2013 Accomplishments on Combating Trafficking in Persons
The Trafficking Victims Protection Act of 2000 and its re-authorizations in 2003, 2005, and 2008 authorizes the U.S. Department of Health and Human Services to respond to human trafficking through activities including inter-agency collaboration, training and awareness raising, prevention, services and assistance to victims, and research.
The Office of Refugee Resettlement (ORR) issued 406 Certification Letters to foreign trafficked adults in FY 2013 (increased from 366 certifications in FY 2012). ORR issued 114 Eligibility Letters to foreign trafficked children for benefits and services (increased from 103 letters in FY 2012). ORR has two Child Protection Specialists dedicated to reviewing requests and facilitating the prompt delivery of assistance to eligible children.

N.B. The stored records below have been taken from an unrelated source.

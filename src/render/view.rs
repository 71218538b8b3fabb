//! The two views: the locked clock and the unlocked fake login.
//!
//! [`ViewRenderer`] is the seam between the compositor and whatever draws the content.
//! [`SceneRenderer`] is the built-in implementation; it draws everything with solid
//! fills and the 5x7 font so it runs the same on every host.

use chrono::{DateTime, Local};

use super::font::{self, draw_text_centered};
use super::layout::{LockedLayout, Rect, UnlockedLayout};
use super::Surface;
use crate::common::constants::{
    ACCENT_BLUE, DEFAULT_IDLE_THRESHOLD_MS, DEFAULT_SHOW_SECONDS, LOCKED_BACKGROUND,
    LOCKED_HINT, SECRET_MASKED, SECRET_REVEALED, TEXT_DARK_GRAY, TEXT_GRAY, TEXT_WHITE,
    UNLOCKED_BACKGROUND,
};
use crate::config::DateFormat;

/// Inputs a view needs beyond the surface itself.
#[derive(Debug, Clone, Copy)]
pub struct ViewContext<'a> {
    /// Wall-clock time shown by the locked view.
    pub wall: DateTime<Local>,
    pub username: &'a str,
    pub reveal_secret: bool,
}

/// Draws the full contents of one view into a surface of the viewport's size.
///
/// Implementations must cover every pixel; the compositor does not clear scratch
/// surfaces between frames.
#[cfg_attr(test, mockall::automock)]
pub trait ViewRenderer {
    fn render_locked(&self, surface: &mut Surface, now: &DateTime<Local>);

    fn render_unlocked(&self, surface: &mut Surface, username: &str, reveal_secret: bool);
}

/// Default renderer for both views.
#[derive(Debug, Clone)]
pub struct SceneRenderer {
    unlocked_hint: String,
    clock_pattern: &'static str,
}

impl Default for SceneRenderer {
    fn default() -> Self {
        Self::new(DEFAULT_IDLE_THRESHOLD_MS)
    }
}

impl SceneRenderer {
    /// The unlocked hint quotes `idle_threshold_ms`, so it stays truthful when the
    /// threshold is configured.
    pub fn new(idle_threshold_ms: u64) -> Self {
        Self {
            unlocked_hint: idle_hint(idle_threshold_ms),
            clock_pattern: clock_pattern(DateFormat::default(), DEFAULT_SHOW_SECONDS),
        }
    }

    /// Draw the locked clock in `format`, with or without seconds.
    pub fn with_clock(mut self, format: DateFormat, show_seconds: bool) -> Self {
        self.clock_pattern = clock_pattern(format, show_seconds);
        self
    }

    pub fn unlocked_hint(&self) -> &str {
        &self.unlocked_hint
    }

    pub fn clock_text(&self, now: &DateTime<Local>) -> String {
        now.format(self.clock_pattern).to_string()
    }
}

impl ViewRenderer for SceneRenderer {
    fn render_locked(&self, surface: &mut Surface, now: &DateTime<Local>) {
        surface.fill(LOCKED_BACKGROUND);

        let width = surface.width() as i32;
        let layout = LockedLayout::new(surface.width(), surface.height());
        let center_x = width / 2;

        let time = self.clock_text(now);
        let clock_scale = font::fit_scale(&time, layout.clock_scale, width);
        draw_text_centered(
            surface,
            &time,
            center_x,
            layout.clock_center_y,
            clock_scale,
            TEXT_WHITE,
        );

        let date = now.format("%A, %B %d, %Y").to_string();
        let date_scale = font::fit_scale(&date, layout.date_scale, width);
        draw_text_centered(surface, &date, center_x, layout.date_center_y, date_scale, TEXT_GRAY);

        let hint_scale = font::fit_scale(LOCKED_HINT, layout.hint_scale, width);
        draw_text_centered(
            surface,
            LOCKED_HINT,
            center_x,
            layout.hint_center_y,
            hint_scale,
            TEXT_DARK_GRAY,
        );
    }

    fn render_unlocked(&self, surface: &mut Surface, username: &str, reveal_secret: bool) {
        surface.fill(UNLOCKED_BACKGROUND);

        let width = surface.width() as i32;
        let layout = UnlockedLayout::new(surface.width(), surface.height());
        let center_x = width / 2;

        surface.fill_rect(layout.avatar, ACCENT_BLUE);
        draw_person(surface, layout.avatar);

        let name_scale = font::fit_scale(username, layout.name_scale, width);
        draw_text_centered(
            surface,
            username,
            center_x,
            layout.name_center_y,
            name_scale,
            TEXT_WHITE,
        );

        let input = layout.input;
        surface.fill_rect(input, TEXT_DARK_GRAY);
        let secret = if reveal_secret {
            SECRET_REVEALED
        } else {
            SECRET_MASKED
        };
        let (input_x, input_y) = input.center();
        let secret_scale = font::fit_scale(secret, input.height / 14, input.width * 3 / 4);
        draw_text_centered(surface, secret, input_x, input_y, secret_scale, TEXT_WHITE);

        draw_eye(surface, layout.reveal_toggle, reveal_secret);

        let hint_scale = font::fit_scale(&self.unlocked_hint, layout.hint_scale, width);
        draw_text_centered(
            surface,
            &self.unlocked_hint,
            center_x,
            layout.hint_center_y,
            hint_scale,
            TEXT_GRAY,
        );
    }
}

/// `chrono` pattern for the locked clock.
pub fn clock_pattern(format: DateFormat, show_seconds: bool) -> &'static str {
    match (format, show_seconds) {
        (DateFormat::Military, true) => "%H:%M:%S",
        (DateFormat::Military, false) => "%H:%M",
        (DateFormat::Standard, true) => "%I:%M:%S %p",
        (DateFormat::Standard, false) => "%I:%M %p",
    }
}

/// Hint under the unlocked view, phrased in whole minutes when possible.
pub fn idle_hint(idle_threshold_ms: u64) -> String {
    const MINUTE_MS: u64 = 60_000;
    let span = if idle_threshold_ms >= MINUTE_MS && idle_threshold_ms % MINUTE_MS == 0 {
        plural(idle_threshold_ms / MINUTE_MS, "minute")
    } else {
        plural(idle_threshold_ms.div_ceil(1_000), "second")
    };
    format!("Idle for {span} to lock, or ESC to return")
}

fn plural(count: u64, unit: &str) -> String {
    if count == 1 {
        format!("1 {unit}")
    } else {
        format!("{count} {unit}s")
    }
}

/// Head and shoulders silhouette inside the avatar tile.
fn draw_person(surface: &mut Surface, avatar: Rect) {
    let (cx, _) = avatar.center();
    let size = avatar.width;

    let head_radius = (size / 7).max(1);
    surface.fill_circle(cx, avatar.y + size * 2 / 5, head_radius, TEXT_WHITE);

    let shoulders = Rect::new(cx - size / 4, avatar.y + size * 3 / 5, size / 2, size / 4);
    surface.fill_rect(shoulders, TEXT_WHITE);
}

/// Eye icon for the reveal toggle; the pupil lights up while the secret is shown.
fn draw_eye(surface: &mut Surface, toggle: Rect, revealed: bool) {
    let (cx, cy) = toggle.center();
    let radius = ((toggle.width.min(toggle.height) - 1) / 2).max(1);
    surface.fill_circle(cx, cy, radius, TEXT_GRAY);

    let pupil = if revealed { ACCENT_BLUE } else { TEXT_DARK_GRAY };
    surface.fill_circle(cx, cy, (radius / 2).max(1), pupil);
}
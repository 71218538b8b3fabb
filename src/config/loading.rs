//! Configuration loading functionality.
//!
//! Resolves the config path (custom directory or the platform default), creates the
//! default file on first run, and parses and validates the result.

use anyhow::{Context, Result, bail};
use std::fs;
use std::path::{Path, PathBuf};
use std::sync::OnceLock;

use super::Config;
use super::validation::validate_config;
use crate::common::constants::{CONFIG_DIR_NAME, CONFIG_FILE_NAME};
use crate::common::utils::private_path;

/// Global configuration directory, set once at startup
static CONFIG_DIR: OnceLock<Option<PathBuf>> = OnceLock::new();

/// Set the configuration directory for the current process.
///
/// Can only be called once, typically right after argument parsing.
pub fn set_config_dir(dir: Option<String>) -> Result<()> {
    CONFIG_DIR
        .set(dir.map(PathBuf::from))
        .map_err(|_| anyhow::anyhow!("Configuration directory already set"))
}

/// The directory passed with `--config`, if any.
pub fn get_custom_config_dir() -> Option<PathBuf> {
    CONFIG_DIR.get().and_then(|d| d.clone())
}

/// Full path of `vivace.toml`.
pub fn get_config_path() -> Result<PathBuf> {
    if let Some(custom_dir) = get_custom_config_dir() {
        return Ok(custom_dir.join(CONFIG_FILE_NAME));
    }

    let config_dir = dirs::config_dir().context("Could not determine config directory")?;
    Ok(config_dir.join(CONFIG_DIR_NAME).join(CONFIG_FILE_NAME))
}

/// Load configuration from the resolved path, creating the default file if missing.
pub fn load() -> Result<Config> {
    let config_path = get_config_path()?;

    if !config_path.exists() {
        super::builder::create_default_config(&config_path)
            .context("Failed to create default config during load")?;
    }

    load_from_path(&config_path).with_context(|| {
        format!(
            "Failed to load configuration from {}",
            private_path(&config_path)
        )
    })
}

/// Load configuration from a specific path.
///
/// Unlike [`load`], this never creates the file.
pub fn load_from_path(path: &Path) -> Result<Config> {
    if !path.exists() {
        bail!("Configuration file not found: {}", private_path(path));
    }

    let content = fs::read_to_string(path)
        .with_context(|| format!("Failed to read config from {}", private_path(path)))?;

    let config: Config = toml::from_str(&content)
        .with_context(|| format!("Failed to parse config from {}", private_path(path)))?;

    validate_config(&config)
        .with_context(|| format!("Invalid configuration in {}", private_path(path)))?;

    Ok(config)
}
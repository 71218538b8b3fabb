//! # Vivace Library
//!
//! Internal library for the vivace binary: a lock screen simulator that animates
//! between a locked clock view and an unlocked login view.
//!
//! This library exists to enable testing of the internals and to keep CLI dispatch
//! (main.rs) separate from application logic.
//!
//! ## Architecture
//!
//! - **Entry Point**: `Vivace` struct runs the interactive lock screen with resource management
//! - **Core Logic**: `core` module with the transition engine, idle tracking, input policy,
//!   and the `Core` composition root
//! - **Rendering**: `render` module with the software surface, views, and compositor
//! - **Hosts**: `terminal` (interactive, crossterm) and `commands::simulate` (headless)
//! - **Configuration**: `config` module for TOML-based settings
//! - **Infrastructure**: Signal handling, instance lock, session detection, logging,
//!   and the time source

// Import macros from logger module for use in all submodules
#[macro_use]
pub mod common;

pub mod args;
pub mod commands;
pub mod config;
pub mod core;
pub mod io;
pub mod render;
pub mod terminal;
pub mod time;

mod vivace;

pub use vivace::Vivace;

Child Protection Specialists have conducted training and outreach activities regarding services for foreign child trafficking victims and have traveled to 11 locations, including Unaccompanied Alien Children (UAC) programs. They met with new Case Coordinators and the local Federal Field Specialists and provided the “Responding to Foreign Child Victims of Trafficking” training to staff at the Division of Children’s Services’ facilities, as well as met with law enforcement, child welfare agencies, and other local stakeholders.
ORR continues full implementation of Section 107(b)(1)(F) of the Trafficking Victims Protection Act (TVPA), which requires the HHS Secretary to promptly determine if an alien child in the United States who may be a victim of trafficking is eligible for interim assistance. The HHS Secretary delegated authority to implement this provision to the Assistant Secretary for Children and Families who further delegated it to the Director of ORR. In 2013, the ORR Division of Children’s Services screened all 24,668 UACs for human trafficking and provided placement services to UACs, including those who were trafficked. ORR conducted several trainings on child trafficking, including training sessions for Customs and Border Patrol Agents in El Paso, Texas; direct service providers in Jackson, Mississippi; and Rescue & Restore grantees and college students in Washington, DC.

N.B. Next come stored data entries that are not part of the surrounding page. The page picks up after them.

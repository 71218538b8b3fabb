//! Built-in 5x7 bitmap font.
//!
//! Covers upper-case letters, digits, and the punctuation the views print. Lower-case
//! input is drawn with the upper-case glyphs; any other character renders as a blank
//! cell of normal width.

use super::{Rect, Rgb, Surface};

pub const GLYPH_WIDTH: i32 = 5;
pub const GLYPH_HEIGHT: i32 = 7;

/// Horizontal distance between consecutive glyph origins, in unscaled pixels.
pub const ADVANCE: i32 = GLYPH_WIDTH + 1;

/// Seven rows, five columns each; bit 4 is the leftmost column.
pub type Glyph = [u8; 7];

pub fn glyph(c: char) -> Option<Glyph> {
    let rows = match c.to_ascii_uppercase() {
        'A' => [0b01110, 0b10001, 0b10001, 0b11111, 0b10001, 0b10001, 0b10001],
        'B' => [0b11110, 0b10001, 0b10001, 0b11110, 0b10001, 0b10001, 0b11110],
        'C' => [0b01110, 0b10001, 0b10000, 0b10000, 0b10000, 0b10001, 0b01110],
        'D' => [0b11110, 0b10001, 0b10001, 0b10001, 0b10001, 0b10001, 0b11110],
        'E' => [0b11111, 0b10000, 0b10000, 0b11110, 0b10000, 0b10000, 0b11111],
        'F' => [0b11111, 0b10000, 0b10000, 0b11110, 0b10000, 0b10000, 0b10000],
        'G' => [0b01110, 0b10001, 0b10000, 0b10111, 0b10001, 0b10001, 0b01111],
        'H' => [0b10001, 0b10001, 0b10001, 0b11111, 0b10001, 0b10001, 0b10001],
        'I' => [0b01110, 0b00100, 0b00100, 0b00100, 0b00100, 0b00100, 0b01110],
        'J' => [0b00111, 0b00010, 0b00010, 0b00010, 0b00010, 0b10010, 0b01100],
        'K' => [0b10001, 0b10010, 0b10100, 0b11000, 0b10100, 0b10010, 0b10001],
        'L' => [0b10000, 0b10000, 0b10000, 0b10000, 0b10000, 0b10000, 0b11111],
        'M' => [0b10001, 0b11011, 0b10101, 0b10101, 0b10001, 0b10001, 0b10001],
        'N' => [0b10001, 0b10001, 0b11001, 0b10101, 0b10011, 0b10001, 0b10001],
        'O' => [0b01110, 0b10001, 0b10001, 0b10001, 0b10001, 0b10001, 0b01110],
        'P' => [0b11110, 0b10001, 0b10001, 0b11110, 0b10000, 0b10000, 0b10000],
        'Q' => [0b01110, 0b10001, 0b10001, 0b10001, 0b10101, 0b10010, 0b01101],
        'R' => [0b11110, 0b10001, 0b10001, 0b11110, 0b10100, 0b10010, 0b10001],
        'S' => [0b01111, 0b10000, 0b10000, 0b01110, 0b00001, 0b00001, 0b11110],
        'T' => [0b11111, 0b00100, 0b00100, 0b00100, 0b00100, 0b00100, 0b00100],
        'U' => [0b10001, 0b10001, 0b10001, 0b10001, 0b10001, 0b10001, 0b01110],
        'V' => [0b10001, 0b10001, 0b10001, 0b10001, 0b10001, 0b01010, 0b00100],
        'W' => [0b10001, 0b10001, 0b10001, 0b10101, 0b10101, 0b10101, 0b01010],
        'X' => [0b10001, 0b10001, 0b01010, 0b00100, 0b01010, 0b10001, 0b10001],
        'Y' => [0b10001, 0b10001, 0b01010, 0b00100, 0b00100, 0b00100, 0b00100],
        'Z' => [0b11111, 0b00001, 0b00010, 0b00100, 0b01000, 0b10000, 0b11111],
        '0' => [0b01110, 0b10001, 0b10011, 0b10101, 0b11001, 0b10001, 0b01110],
        '1' => [0b00100, 0b01100, 0b00100, 0b00100, 0b00100, 0b00100, 0b01110],
        '2' => [0b01110, 0b10001, 0b00001, 0b00010, 0b00100, 0b01000, 0b11111],
        '3' => [0b11111, 0b00010, 0b00100, 0b00010, 0b00001, 0b10001, 0b01110],
        '4' => [0b00010, 0b00110, 0b01010, 0b10010, 0b11111, 0b00010, 0b00010],
        '5' => [0b11111, 0b10000, 0b11110, 0b00001, 0b00001, 0b10001, 0b01110],
        '6' => [0b00110, 0b01000, 0b10000, 0b11110, 0b10001, 0b10001, 0b01110],
        '7' => [0b11111, 0b00001, 0b00010, 0b00100, 0b01000, 0b01000, 0b01000],
        '8' => [0b01110, 0b10001, 0b10001, 0b01110, 0b10001, 0b10001, 0b01110],
        '9' => [0b01110, 0b10001, 0b10001, 0b01111, 0b00001, 0b00010, 0b01100],
        ':' => [0b00000, 0b01100, 0b01100, 0b00000, 0b01100, 0b01100, 0b00000],
        ',' => [0b00000, 0b00000, 0b00000, 0b00000, 0b01100, 0b00100, 0b01000],
        '.' => [0b00000, 0b00000, 0b00000, 0b00000, 0b00000, 0b01100, 0b01100],
        '-' => [0b00000, 0b00000, 0b00000, 0b11111, 0b00000, 0b00000, 0b00000],
        '_' => [0b00000, 0b00000, 0b00000, 0b00000, 0b00000, 0b00000, 0b11111],
        '*' => [0b00000, 0b00100, 0b10101, 0b01110, 0b10101, 0b00100, 0b00000],
        '/' => [0b00001, 0b00010, 0b00010, 0b00100, 0b01000, 0b01000, 0b10000],
        '!' => [0b00100, 0b00100, 0b00100, 0b00100, 0b00100, 0b00000, 0b00100],
        '?' => [0b01110, 0b10001, 0b00001, 0b00010, 0b00100, 0b00000, 0b00100],
        '\'' => [0b00100, 0b00100, 0b01000, 0b00000, 0b00000, 0b00000, 0b00000],
        '(' => [0b00010, 0b00100, 0b01000, 0b01000, 0b01000, 0b00100, 0b00010],
        ')' => [0b01000, 0b00100, 0b00010, 0b00010, 0b00010, 0b00100, 0b01000],
        _ => return None,
    };
    Some(rows)
}

/// Width in pixels of `text` drawn at `scale`, without trailing spacing.
pub fn text_width(text: &str, scale: i32) -> i32 {
    let count = text.chars().count() as i32;
    if count == 0 {
        0
    } else {
        (count * ADVANCE - 1) * scale
    }
}

pub fn text_height(scale: i32) -> i32 {
    GLYPH_HEIGHT * scale
}

/// Largest scale, at most `preferred`, at which `text` fits in `max_width`. Never below 1.
pub fn fit_scale(text: &str, preferred: i32, max_width: i32) -> i32 {
    let unit = text_width(text, 1).max(1);
    (max_width / unit).clamp(1, preferred.max(1))
}

/// Draw `text` with its top-left corner at `(x, y)`.
pub fn draw_text(surface: &mut Surface, text: &str, x: i32, y: i32, scale: i32, color: Rgb) {
    let scale = scale.max(1);
    let mut origin_x = x;
    for c in text.chars() {
        if let Some(rows) = glyph(c) {
            draw_glyph(surface, &rows, origin_x, y, scale, color);
        }
        origin_x += ADVANCE * scale;
    }
}

/// Draw `text` centered on `(center_x, center_y)`.
pub fn draw_text_centered(
    surface: &mut Surface,
    text: &str,
    center_x: i32,
    center_y: i32,
    scale: i32,
    color: Rgb,
) {
    let scale = scale.max(1);
    let x = center_x - text_width(text, scale) / 2;
    let y = center_y - text_height(scale) / 2;
    draw_text(surface, text, x, y, scale, color);
}

fn draw_glyph(surface: &mut Surface, rows: &Glyph, x: i32, y: i32, scale: i32, color: Rgb) {
    for (row, bits) in rows.iter().enumerate() {
        for col in 0..GLYPH_WIDTH {
            if bits & (1 << (GLYPH_WIDTH - 1 - col)) != 0 {
                let cell = Rect::new(x + col * scale, y + row as i32 * scale, scale, scale);
                surface.fill_rect(cell, color);
            }
        }
    }
}

#[cfg(test)]
mod tests {
    use super::*;

    const INK: Rgb = Rgb::new(255, 255, 255);

    #[test]
    fn test_lowercase_uses_uppercase_glyphs() {
        assert_eq!(glyph('a'), glyph('A'));
        assert_eq!(glyph('z'), glyph('Z'));
        assert!(glyph('~').is_none());
        assert_eq!(glyph(' '), None);
    }

    #[test]
    fn test_text_width() {
        assert_eq!(text_width("", 3), 0);
        assert_eq!(text_width("A", 1), 5);
        assert_eq!(text_width("AB", 1), 11);
        assert_eq!(text_width("12:34:56", 2), (8 * 6 - 1) * 2);
    }

    #[test]
    fn test_fit_scale() {
        // "ABCD" is 23 pixels wide at scale 1.
        assert_eq!(fit_scale("ABCD", 4, 100), 4);
        assert_eq!(fit_scale("ABCD", 4, 50), 2);
        assert_eq!(fit_scale("ABCD", 4, 10), 1);
    }

    #[test]
    fn test_draw_glyph_pixels() {
        let mut surface = Surface::new(6, 7);
        draw_text(&mut surface, "T", 0, 0, 1, INK);

        for x in 0..5 {
            assert_eq!(surface.get(x, 0), Some(INK));
        }
        assert_eq!(surface.get(2, 6), Some(INK));
        assert_eq!(surface.get(0, 6), Some(Rgb::BLACK));
        assert_eq!(surface.get(5, 0), Some(Rgb::BLACK));
    }

    #[test]
    fn test_unknown_chars_are_blank_but_advance() {
        let mut surface = Surface::new(20, 7);
        draw_text(&mut surface, "~I", 0, 0, 1, INK);

        assert!((0..6).all(|x| surface.get(x, 0) == Some(Rgb::BLACK)));
        // The middle column of `I` lands one advance later.
        assert_eq!(surface.get(8, 3), Some(INK));
    }

    #[test]
    fn test_offscreen_text_is_clipped() {
        let mut surface = Surface::new(4, 4);
        draw_text(&mut surface, "WWW", -100, -100, 3, INK);
        draw_text_centered(&mut surface, "HELLO", 2, 100, 2, INK);
        assert!(surface.pixels().iter().all(|&p| p == Rgb::BLACK));
    }
}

ORR awarded a grant of $800,000 to Polaris Project, a DC-based anti-trafficking organization, to operate the National Human Trafficking Resource Center (NHTRC). The NHTRC received 29,064 calls in FY 2013 (an increase from 21,287 calls in FY 2012). In FY 2013, the NHTRC received reports of 4,792 unique cases of potential trafficking, a 52 percent increase over the previous fiscal year. The NHTRC is a dedicated, toll-free, U.S. national telephone hotline (1-888-373-7888) that provides emergency assistance 24 hours a day, seven days a week, every day of the year. The NHTRC provides service referrals for victims, passes on tips to law enforcement agents, and provides information and training on human trafficking. Internet users can also report possible tips of trafficking cases to the NHTRC via an online reporting form.

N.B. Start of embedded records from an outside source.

//! Main application entry point.
//!
//! Parses the command line and dispatches to the interactive lock screen, the
//! simulate command, or the help and version output. Errors from any of them end the
//! process with a failure status after being logged.

use std::path::{Path, PathBuf};

use vivace::{
    Vivace,
    args::{self, CliAction, ParsedArgs},
    commands,
    common::constants::EXIT_FAILURE,
    config, log_end, log_error_exit, log_indented,
};

fn main() {
    let parsed_args = ParsedArgs::from_env();

    let result = match parsed_args.action {
        CliAction::ShowVersion => {
            args::display_version_info();
            Ok(())
        }
        CliAction::ShowHelp | CliAction::ShowHelpDueToError => {
            args::display_help();
            Ok(())
        }
        CliAction::ShowCommandHelp(command) => commands::help::run_help_command(Some(&command)),
        CliAction::Run {
            debug_enabled,
            config_dir,
            data_dir,
            log_file,
        } => config::set_config_dir(config_dir).and_then(|()| {
            Vivace::new(debug_enabled)
                .with_data_dir(data_dir.map(PathBuf::from))
                .with_log_file(log_file)
                .run()
        }),
        CliAction::Simulate {
            debug_enabled,
            config_dir,
            data_dir,
            options,
        } => config::set_config_dir(config_dir).and_then(|()| {
            commands::simulate::handle_simulate_command(
                &options,
                data_dir.as_deref().map(Path::new),
                debug_enabled,
            )
        }),
    };

    if let Err(e) = result {
        log_error_exit!("{e}");
        for cause in e.chain().skip(1) {
            log_indented!("{cause}");
        }
        log_end!();
        std::process::exit(EXIT_FAILURE);
    }
}
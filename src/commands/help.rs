//! Help command implementation for vivace.
//!
//! Dispatches `vivace help [COMMAND]` to the command-specific help text, falling back
//! to the general usage.

use anyhow::Result;

/// Run the help command.
///
/// # Arguments
/// * `command` - Optional command name to get help for (None = general help)
pub fn run_help_command(command: Option<&str>) -> Result<()> {
    match command {
        None => crate::args::display_help(),
        Some("simulate") | Some("sim") => super::simulate::display_help(),
        Some("help") => display_help_help(),
        Some(unknown) => {
            log_warning!("Unknown command: {}", unknown);
            crate::args::display_help();
        }
    }
    Ok(())
}

/// Display help for the help command itself
fn display_help_help() {
    log_version!();
    log_block_start!("help - Display help information");
    log_block_start!("Usage: vivace help [COMMAND]");
    log_block_start!("Arguments:");
    log_indented!("COMMAND  Optional command to get help for");
    log_indented!("         If omitted, shows general help");
    log_block_start!("Examples:");
    log_indented!("vivace help");
    log_indented!("vivace help simulate");
    log_end!();
}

ORR awarded $2.9 million for third-year continuation grants to 11 organizations for the Rescue & Restore Victims of Human Trafficking Regional Program. All organizations received continued funding during 2013 to proceed with projects in Fresno, Sacramento, and San Francisco, California; Denver, Colorado; Honolulu, Hawaii; Baton Rouge, Louisiana; St. Louis, Missouri; New York, New York; Dallas and Houston, Texas; and Seattle, Washington. The central purpose of these grants is to maximize and increase the identification and protection of human trafficking victims in the United States and to increase public awareness about human trafficking. The grantees are responsible for leading or participating in an anti-trafficking coalition, conducting public awareness activities, and providing training and technical assistance on human trafficking issues to local organizations. Each grantee must sub-award at least 60 percent of grant funds received to local organizations that can identify and/or work with victims of human trafficking.
There were 29 Rescue & Restore Victims of Human Trafficking Coalitions across the country, including unfunded coalitions that support public awareness by distributing campaign materials through local outreach activities.
HHS, along with co-chairs at DOJ and DHS and other federal partners, finalized a five-year coordinated Federal Strategic Action Plan on Services to Victims of Human Trafficking in the United States. HHS Deputy Secretary Bill Corr moderated a panel at the White House Forum to Combat Human Trafficking, releasing the draft Plan for public comment in April. The final Plan was released in January.
HHS Secretary Kathleen Sebelius noted the intersection between human trafficking and child welfare systems at a forum on child trafficking at the Johns Hopkins University Bloomberg School of Public Health. ACF released new guidance to child welfare systems and runaway and homeless youth programs on how to strengthen identification and service responses to child trafficking. Follow-up training on child trafficking included presentation at the 28th Annual San Diego International Conference on Child and Family Maltreatment.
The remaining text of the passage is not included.